Stored data:
|---|

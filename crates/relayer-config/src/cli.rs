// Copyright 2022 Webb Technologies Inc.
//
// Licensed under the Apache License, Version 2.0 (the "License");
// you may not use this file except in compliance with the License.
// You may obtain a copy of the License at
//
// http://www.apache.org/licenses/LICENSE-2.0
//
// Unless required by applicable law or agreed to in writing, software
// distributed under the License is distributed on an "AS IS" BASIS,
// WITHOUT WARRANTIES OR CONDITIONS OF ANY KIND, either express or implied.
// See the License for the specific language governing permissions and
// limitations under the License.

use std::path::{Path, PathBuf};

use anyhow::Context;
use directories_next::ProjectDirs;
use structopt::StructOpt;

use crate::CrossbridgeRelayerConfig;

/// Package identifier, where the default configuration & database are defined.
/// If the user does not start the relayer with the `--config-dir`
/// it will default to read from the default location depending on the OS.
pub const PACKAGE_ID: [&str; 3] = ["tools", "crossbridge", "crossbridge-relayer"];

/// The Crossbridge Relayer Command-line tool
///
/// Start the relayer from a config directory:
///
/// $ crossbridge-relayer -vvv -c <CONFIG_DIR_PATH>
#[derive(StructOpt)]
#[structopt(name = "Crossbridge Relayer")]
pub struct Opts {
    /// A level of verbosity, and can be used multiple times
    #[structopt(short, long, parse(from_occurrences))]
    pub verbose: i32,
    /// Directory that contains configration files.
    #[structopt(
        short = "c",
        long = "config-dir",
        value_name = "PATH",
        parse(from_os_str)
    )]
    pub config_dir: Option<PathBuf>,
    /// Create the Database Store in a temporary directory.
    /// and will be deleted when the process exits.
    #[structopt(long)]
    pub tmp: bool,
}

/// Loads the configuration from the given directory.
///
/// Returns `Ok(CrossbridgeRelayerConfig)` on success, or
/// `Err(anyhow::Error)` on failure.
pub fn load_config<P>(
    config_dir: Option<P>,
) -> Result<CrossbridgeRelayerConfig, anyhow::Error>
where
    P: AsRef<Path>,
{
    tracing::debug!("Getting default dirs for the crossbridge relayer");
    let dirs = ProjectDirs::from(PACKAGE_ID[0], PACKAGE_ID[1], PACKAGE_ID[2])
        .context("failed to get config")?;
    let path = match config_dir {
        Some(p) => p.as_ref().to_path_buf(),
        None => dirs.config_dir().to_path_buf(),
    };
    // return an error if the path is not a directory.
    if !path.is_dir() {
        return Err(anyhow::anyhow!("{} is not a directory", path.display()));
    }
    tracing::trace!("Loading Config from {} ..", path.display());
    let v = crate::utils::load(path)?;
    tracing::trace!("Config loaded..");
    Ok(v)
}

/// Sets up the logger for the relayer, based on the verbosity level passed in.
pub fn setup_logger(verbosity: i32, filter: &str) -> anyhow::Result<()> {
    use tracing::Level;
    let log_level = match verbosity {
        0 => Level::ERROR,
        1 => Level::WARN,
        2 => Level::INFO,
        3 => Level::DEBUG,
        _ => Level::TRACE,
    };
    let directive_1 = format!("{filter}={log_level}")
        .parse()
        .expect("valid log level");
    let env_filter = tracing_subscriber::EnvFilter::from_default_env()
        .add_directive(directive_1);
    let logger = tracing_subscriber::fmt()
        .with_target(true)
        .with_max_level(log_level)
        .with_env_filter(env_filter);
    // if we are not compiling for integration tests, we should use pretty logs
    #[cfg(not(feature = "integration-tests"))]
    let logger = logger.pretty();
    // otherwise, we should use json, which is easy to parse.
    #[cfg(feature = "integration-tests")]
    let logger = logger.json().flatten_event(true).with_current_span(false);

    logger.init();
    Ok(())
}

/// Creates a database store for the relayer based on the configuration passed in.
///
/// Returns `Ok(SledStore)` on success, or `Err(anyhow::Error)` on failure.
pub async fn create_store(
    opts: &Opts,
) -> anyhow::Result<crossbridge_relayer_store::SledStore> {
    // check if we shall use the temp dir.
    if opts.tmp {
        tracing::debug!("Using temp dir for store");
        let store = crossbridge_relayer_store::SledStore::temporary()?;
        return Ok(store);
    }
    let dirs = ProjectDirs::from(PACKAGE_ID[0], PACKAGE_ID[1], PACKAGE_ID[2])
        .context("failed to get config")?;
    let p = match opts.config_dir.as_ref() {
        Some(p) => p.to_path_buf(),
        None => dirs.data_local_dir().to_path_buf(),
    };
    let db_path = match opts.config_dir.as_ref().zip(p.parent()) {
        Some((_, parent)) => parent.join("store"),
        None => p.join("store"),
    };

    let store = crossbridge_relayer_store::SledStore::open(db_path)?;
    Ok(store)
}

|---|

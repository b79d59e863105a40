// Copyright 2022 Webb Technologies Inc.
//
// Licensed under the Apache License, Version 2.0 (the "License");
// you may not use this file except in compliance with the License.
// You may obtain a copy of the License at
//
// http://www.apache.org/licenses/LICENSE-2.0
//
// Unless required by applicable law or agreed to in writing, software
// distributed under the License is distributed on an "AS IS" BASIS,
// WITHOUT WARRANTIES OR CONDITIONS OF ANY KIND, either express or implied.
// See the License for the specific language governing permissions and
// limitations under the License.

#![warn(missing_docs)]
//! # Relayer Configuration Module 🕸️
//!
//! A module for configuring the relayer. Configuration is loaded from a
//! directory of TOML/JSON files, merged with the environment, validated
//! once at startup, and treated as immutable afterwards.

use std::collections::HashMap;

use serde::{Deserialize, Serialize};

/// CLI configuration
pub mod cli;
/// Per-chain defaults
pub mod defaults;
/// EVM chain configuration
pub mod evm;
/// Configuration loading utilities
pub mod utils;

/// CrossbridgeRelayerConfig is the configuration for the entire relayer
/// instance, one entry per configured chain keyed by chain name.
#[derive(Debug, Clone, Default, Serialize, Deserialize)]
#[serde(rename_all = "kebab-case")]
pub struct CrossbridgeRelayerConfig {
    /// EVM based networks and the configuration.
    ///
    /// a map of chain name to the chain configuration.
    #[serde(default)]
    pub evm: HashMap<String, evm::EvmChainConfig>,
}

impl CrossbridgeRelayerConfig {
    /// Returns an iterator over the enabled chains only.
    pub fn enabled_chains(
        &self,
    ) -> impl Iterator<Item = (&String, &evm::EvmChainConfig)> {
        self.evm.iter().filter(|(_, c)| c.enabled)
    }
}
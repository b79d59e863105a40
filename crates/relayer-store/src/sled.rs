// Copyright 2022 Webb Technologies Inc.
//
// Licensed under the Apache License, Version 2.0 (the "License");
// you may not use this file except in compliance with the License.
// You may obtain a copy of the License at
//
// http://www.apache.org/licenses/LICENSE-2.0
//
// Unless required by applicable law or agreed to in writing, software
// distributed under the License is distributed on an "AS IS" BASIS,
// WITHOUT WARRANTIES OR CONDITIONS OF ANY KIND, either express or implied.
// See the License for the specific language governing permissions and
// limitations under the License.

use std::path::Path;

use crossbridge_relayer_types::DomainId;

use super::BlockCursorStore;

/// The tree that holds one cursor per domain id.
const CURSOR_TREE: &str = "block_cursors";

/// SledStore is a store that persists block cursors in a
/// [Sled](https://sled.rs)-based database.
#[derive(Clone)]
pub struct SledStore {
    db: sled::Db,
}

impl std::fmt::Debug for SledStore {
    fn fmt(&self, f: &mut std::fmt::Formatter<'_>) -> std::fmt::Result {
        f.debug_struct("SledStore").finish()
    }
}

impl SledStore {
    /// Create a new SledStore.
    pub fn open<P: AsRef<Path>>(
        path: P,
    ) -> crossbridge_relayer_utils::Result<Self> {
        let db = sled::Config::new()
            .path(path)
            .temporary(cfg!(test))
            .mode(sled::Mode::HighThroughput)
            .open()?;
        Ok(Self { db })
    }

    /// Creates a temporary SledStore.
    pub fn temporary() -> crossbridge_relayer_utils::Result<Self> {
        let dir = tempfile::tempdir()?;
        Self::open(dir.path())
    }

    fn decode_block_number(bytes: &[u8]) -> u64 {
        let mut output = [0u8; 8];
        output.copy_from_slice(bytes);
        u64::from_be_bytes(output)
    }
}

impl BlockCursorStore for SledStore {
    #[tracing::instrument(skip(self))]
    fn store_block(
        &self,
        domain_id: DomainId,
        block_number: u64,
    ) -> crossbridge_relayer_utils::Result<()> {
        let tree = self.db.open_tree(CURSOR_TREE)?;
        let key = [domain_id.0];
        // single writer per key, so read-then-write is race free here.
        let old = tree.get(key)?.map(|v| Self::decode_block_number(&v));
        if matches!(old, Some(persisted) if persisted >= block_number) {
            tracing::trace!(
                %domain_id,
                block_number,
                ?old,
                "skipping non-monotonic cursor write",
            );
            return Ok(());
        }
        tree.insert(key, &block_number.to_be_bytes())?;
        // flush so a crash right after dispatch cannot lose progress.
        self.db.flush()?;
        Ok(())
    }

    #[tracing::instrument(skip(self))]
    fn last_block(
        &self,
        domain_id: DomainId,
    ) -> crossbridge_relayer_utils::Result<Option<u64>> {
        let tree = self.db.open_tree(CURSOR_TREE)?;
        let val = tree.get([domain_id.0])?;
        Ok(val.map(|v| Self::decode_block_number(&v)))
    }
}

|---|

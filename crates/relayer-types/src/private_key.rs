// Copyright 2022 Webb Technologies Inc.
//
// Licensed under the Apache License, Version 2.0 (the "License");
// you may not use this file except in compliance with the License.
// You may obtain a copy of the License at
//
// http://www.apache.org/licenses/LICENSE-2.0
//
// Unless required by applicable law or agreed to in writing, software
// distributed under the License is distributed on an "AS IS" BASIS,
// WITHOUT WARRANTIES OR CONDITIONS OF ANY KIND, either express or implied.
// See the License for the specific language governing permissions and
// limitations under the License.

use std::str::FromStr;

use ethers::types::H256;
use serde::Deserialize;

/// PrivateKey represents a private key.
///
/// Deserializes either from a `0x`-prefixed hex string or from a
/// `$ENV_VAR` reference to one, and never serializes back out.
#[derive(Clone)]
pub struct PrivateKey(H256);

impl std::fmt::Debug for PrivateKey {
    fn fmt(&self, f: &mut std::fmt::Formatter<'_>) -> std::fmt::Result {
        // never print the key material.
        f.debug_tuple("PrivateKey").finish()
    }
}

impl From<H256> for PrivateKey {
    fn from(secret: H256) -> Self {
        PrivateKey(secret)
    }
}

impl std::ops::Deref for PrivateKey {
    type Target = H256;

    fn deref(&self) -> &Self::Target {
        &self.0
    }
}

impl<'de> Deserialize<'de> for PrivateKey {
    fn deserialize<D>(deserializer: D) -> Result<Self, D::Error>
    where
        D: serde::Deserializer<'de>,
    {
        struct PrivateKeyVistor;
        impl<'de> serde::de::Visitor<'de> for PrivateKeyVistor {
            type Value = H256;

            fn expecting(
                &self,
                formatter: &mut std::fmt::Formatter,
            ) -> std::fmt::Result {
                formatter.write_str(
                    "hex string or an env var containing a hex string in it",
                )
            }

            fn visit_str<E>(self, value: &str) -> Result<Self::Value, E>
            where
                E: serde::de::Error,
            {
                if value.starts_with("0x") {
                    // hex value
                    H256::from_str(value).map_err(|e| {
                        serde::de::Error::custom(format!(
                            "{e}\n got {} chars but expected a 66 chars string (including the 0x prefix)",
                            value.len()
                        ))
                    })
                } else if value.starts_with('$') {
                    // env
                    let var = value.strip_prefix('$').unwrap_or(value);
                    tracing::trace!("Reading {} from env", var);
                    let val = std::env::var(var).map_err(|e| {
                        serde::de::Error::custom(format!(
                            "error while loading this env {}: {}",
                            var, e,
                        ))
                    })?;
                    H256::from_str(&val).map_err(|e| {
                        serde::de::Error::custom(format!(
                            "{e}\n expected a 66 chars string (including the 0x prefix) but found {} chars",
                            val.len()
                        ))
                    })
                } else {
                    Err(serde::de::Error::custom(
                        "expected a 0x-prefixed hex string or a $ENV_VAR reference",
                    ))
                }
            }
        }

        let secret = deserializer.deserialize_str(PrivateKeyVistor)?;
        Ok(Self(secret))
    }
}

|---|

- EXERCISE BRIEF -
Scan the entries above. Copy each line that has the string "None".

- EXERCISE ANSWER -
        None => dirs.config_dir().to_path_buf(),
        None => dirs.data_local_dir().to_path_buf(),
        None => p.join("store"),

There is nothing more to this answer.